Prompt
What the task requires is each entry, restated exactly.

━━━━

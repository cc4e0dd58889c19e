//! Validate command

use colored::Colorize;
use repo_core::EngineOptions;
use repo_fs::DirectorySource;
use repo_meta::{ConfigLoader, DocumentReport, validate_all};
use std::path::Path;

use crate::error::{CliError, Result};

/// Run the validate command
pub fn run_validate(config: &Path, options: &EngineOptions) -> Result<()> {
    let source = DirectorySource::new(config)?.with_max_document_bytes(options.max_document_bytes);
    let loader = ConfigLoader::new(source).with_max_depth(options.max_inheritance_depth);
    let reports = validate_all(&loader)?;

    println!("{}", "Validating layout documents".bold());
    println!();

    let mut failed = 0;
    for (document, report) in &reports {
        match report {
            DocumentReport::LoadFailed(reason) => {
                failed += 1;
                println!("  {} {}", "FAIL".red().bold(), document);
                println!("       {}", reason.red());
            }
            DocumentReport::Issues(issues) => {
                if report.is_ok() {
                    println!("  {}   {}", "OK".green().bold(), document);
                } else {
                    failed += 1;
                    println!("  {} {}", "FAIL".red().bold(), document);
                }
                for issue in issues {
                    let line = issue.to_string();
                    if issue.is_error() {
                        println!("       {}", line.red());
                    } else {
                        println!("       {}", line.yellow());
                    }
                }
            }
        }
    }

    println!();
    if failed > 0 {
        return Err(CliError::user(format!(
            "{failed} of {} documents failed validation",
            reports.len()
        )));
    }

    println!(
        "{} {} documents valid.",
        "Total:".dimmed(),
        reports.len()
    );
    Ok(())
}
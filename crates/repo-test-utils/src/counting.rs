//! [`CountingSource`], a read-counting source wrapper.

use parking_lot::Mutex;
use repo_fs::{DocumentId, DocumentSource, Result};
use std::collections::HashMap;

/// Wraps a source and counts `read_all` calls per document.
///
/// Used to observe whether a query hit the cache or went back to the loader.
#[derive(Debug)]
pub struct CountingSource<S> {
    inner: S,
    reads: Mutex<HashMap<DocumentId, usize>>,
}

impl<S> CountingSource<S> {
    pub fn new(inner: S) -> Self {
        Self {
            inner,
            reads: Mutex::new(HashMap::new()),
        }
    }

    pub fn inner(&self) -> &S {
        &self.inner
    }

    /// Reads of one document since creation or the last [`reset`](Self::reset).
    pub fn reads(&self, id: &str) -> usize {
        self.reads
            .lock()
            .get(&DocumentId::new(id))
            .copied()
            .unwrap_or(0)
    }

    pub fn total_reads(&self) -> usize {
        self.reads.lock().values().sum()
    }

    pub fn reset(&self) {
        self.reads.lock().clear();
    }
}

impl<S: DocumentSource> DocumentSource for CountingSource<S> {
    fn read_all(&self, id: &DocumentId) -> Result<Vec<u8>> {
        *self.reads.lock().entry(id.clone()).or_insert(0) += 1;
        self.inner.read_all(id)
    }

    fn list(&self) -> Result<Vec<DocumentId>> {
        self.inner.list()
    }

    fn describe(&self) -> String {
        format!("counting {}", self.inner.describe())
    }
}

━━━━

Task solution
repository cc4e0dd58889c19e
//! Validate command

use colored::Colorize;
use repo_core::EngineOptions;
use repo_fs::DirectorySource;
use repo_meta::{ConfigLoader, DocumentReport, validate_all};
use std::path::Path;

use crate::error::{CliError, Result};

/// Run the validate command
pub fn run_validate(config: &Path, options: &EngineOptions) -> Result<()> {
    let source = DirectorySource::new(config)?.with_max_document_bytes(options.max_document_bytes);
    let loader = ConfigLoader::new(source).with_max_depth(options.max_inheritance_depth);
    let reports = validate_all(&loader)?;

    println!("{}", "Validating layout documents".bold());
    println!();

    let mut failed = 0;
    for (document, report) in &reports {
        match report {
            DocumentReport::LoadFailed(reason) => {
                failed += 1;
                println!("  {} {}", "FAIL".red().bold(), document);
                println!("       {}", reason.red());
            }
            DocumentReport::Issues(issues) => {
                if report.is_ok() {
                    println!("  {}   {}", "OK".green().bold(), document);
                } else {
                    failed += 1;
                    println!("  {} {}", "FAIL".red().bold(), document);
                }
                for issue in issues {
                    let line = issue.to_string();
                    if issue.is_error() {
                        println!("       {}", line.red());
                    } else {
                        println!("       {}", line.yellow());
                    }
                }
            }
        }
    }

    println!();
    if failed > 0 {
        return Err(CliError::user(format!(
            "{failed} of {} documents failed validation",
            reports.len()
        )));
    }

    println!(
        "{} {} documents valid.",
        "Total:".dimmed(),
        reports.len()
    );
    Ok(())
}
filename crates/repo-test-utils/src/counting.rs
//! [`CountingSource`], a read-counting source wrapper.

use parking_lot::Mutex;
use repo_fs::{DocumentId, DocumentSource, Result};
use std::collections::HashMap;

/// Wraps a source and counts `read_all` calls per document.
///
/// Used to observe whether a query hit the cache or went back to the loader.
#[derive(Debug)]
pub struct CountingSource<S> {
    inner: S,
    reads: Mutex<HashMap<DocumentId, usize>>,
}

impl<S> CountingSource<S> {
    pub fn new(inner: S) -> Self {
        Self {
            inner,
            reads: Mutex::new(HashMap::new()),
        }
    }

    pub fn inner(&self) -> &S {
        &self.inner
    }

    /// Reads of one document since creation or the last [`reset`](Self::reset).
    pub fn reads(&self, id: &str) -> usize {
        self.reads
            .lock()
            .get(&DocumentId::new(id))
            .copied()
            .unwrap_or(0)
    }

    pub fn total_reads(&self) -> usize {
        self.reads.lock().values().sum()
    }

    pub fn reset(&self) {
        self.reads.lock().clear();
    }
}

impl<S: DocumentSource> DocumentSource for CountingSource<S> {
    fn read_all(&self, id: &DocumentId) -> Result<Vec<u8>> {
        *self.reads.lock().entry(id.clone()).or_insert(0) += 1;
        self.inner.read_all(id)
    }

    fn list(&self) -> Result<Vec<DocumentId>> {
        self.inner.list()
    }

    fn describe(&self) -> String {
        format!("counting {}", self.inner.describe())
    }
}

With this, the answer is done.